O alcance da responsabilidade objetiva
Antes da consolidação do tema, discutia-se se a responsabilidade sem culpa das concessionárias e permissionárias alcançaria apenas quem usa o serviço, como o passageiro de um ônibus, ou também terceiros estranhos à relação, como o pedestre atropelado pelo mesmo ônibus. A tese eliminou a distinção: a responsabilidade objetiva vale para usuários e não usuários.
O fundamento é constitucional. O artigo 37, parágrafo 6º, da Constituição não diferencia as vítimas do dano causado por quem presta serviço público, de modo que a proteção se estende a qualquer pessoa atingida pela atividade.

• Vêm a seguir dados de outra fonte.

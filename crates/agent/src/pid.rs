//! Single-instance PID lock.
//!
//! On startup the agent writes its PID to the configured path and takes an
//! `fs2` exclusive lock on the file.  If another agent already holds the
//! lock, startup fails immediately.  The link releases the lock (and
//! removes the file) once during teardown through [`ExternalResources`].

use std::fs::{self, File, OpenOptions};
use std::io::Write;
use std::path::{Path, PathBuf};

use fs2::FileExt;
use tl_link::ExternalResources;

/// Held PID file.  The lock lives as long as the open handle.
#[derive(Debug)]
pub struct PidLock {
    path: PathBuf,
    file: Option<File>,
}

impl PidLock {
    /// Write the current PID to `path` and acquire an exclusive lock.
    ///
    /// # Errors
    ///
    /// * Another process already holds the lock.
    /// * Filesystem I/O failure.
    pub fn acquire(path: &Path) -> anyhow::Result<Self> {
        if let Some(parent) = path.parent() {
            fs::create_dir_all(parent)?;
        }

        // Not truncated on open: a failed lock must leave the holder's PID intact.
        let file = OpenOptions::new()
            .create(true)
            .truncate(false)
            .write(true)
            .read(true)
            .open(path)
            .map_err(|e| anyhow::anyhow!("opening PID file {}: {e}", path.display()))?;

        file.try_lock_exclusive().map_err(|_| {
            anyhow::anyhow!(
                "another tvlink agent is running (PID file {} is locked)",
                path.display()
            )
        })?;

        let pid = std::process::id();
        file.set_len(0)?;
        {
            let mut f = &file;
            writeln!(f, "{pid}")?;
            f.flush()?;
        }

        tracing::info!(path = %path.display(), pid, "PID file written");
        Ok(Self {
            path: path.to_path_buf(),
            file: Some(file),
        })
    }

    pub fn path(&self) -> &Path {
        &self.path
    }

    pub fn is_held(&self) -> bool {
        self.file.is_some()
    }
}

impl ExternalResources for PidLock {
    fn release(&mut self) {
        let Some(file) = self.file.take() else {
            return;
        };
        if let Err(e) = fs::remove_file(&self.path) {
            tracing::warn!(path = %self.path.display(), error = %e, "failed to remove PID file");
        } else {
            tracing::info!(path = %self.path.display(), "PID file removed");
        }
        let _ = FileExt::unlock(&file);
    }
}

impl Drop for PidLock {
    fn drop(&mut self) {
        self.release();
    }
}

O que a vítima precisa provar
Na responsabilidade objetiva, dispensa-se a prova de culpa ou dolo da empresa. A vítima deve demonstrar o dano sofrido e o nexo de causalidade com a conduta ligada à prestação do serviço público. A concessionária, por sua vez, pode tentar afastar a responsabilidade discutindo o próprio nexo causal, e os tribunais examinam essas defesas caso a caso.
Na prática, o entendimento facilita a reparação em acidentes envolvendo transporte coletivo, distribuição de energia e outros serviços delegados, pois retira da vítima o ônus de comprovar falha subjetiva da empresa.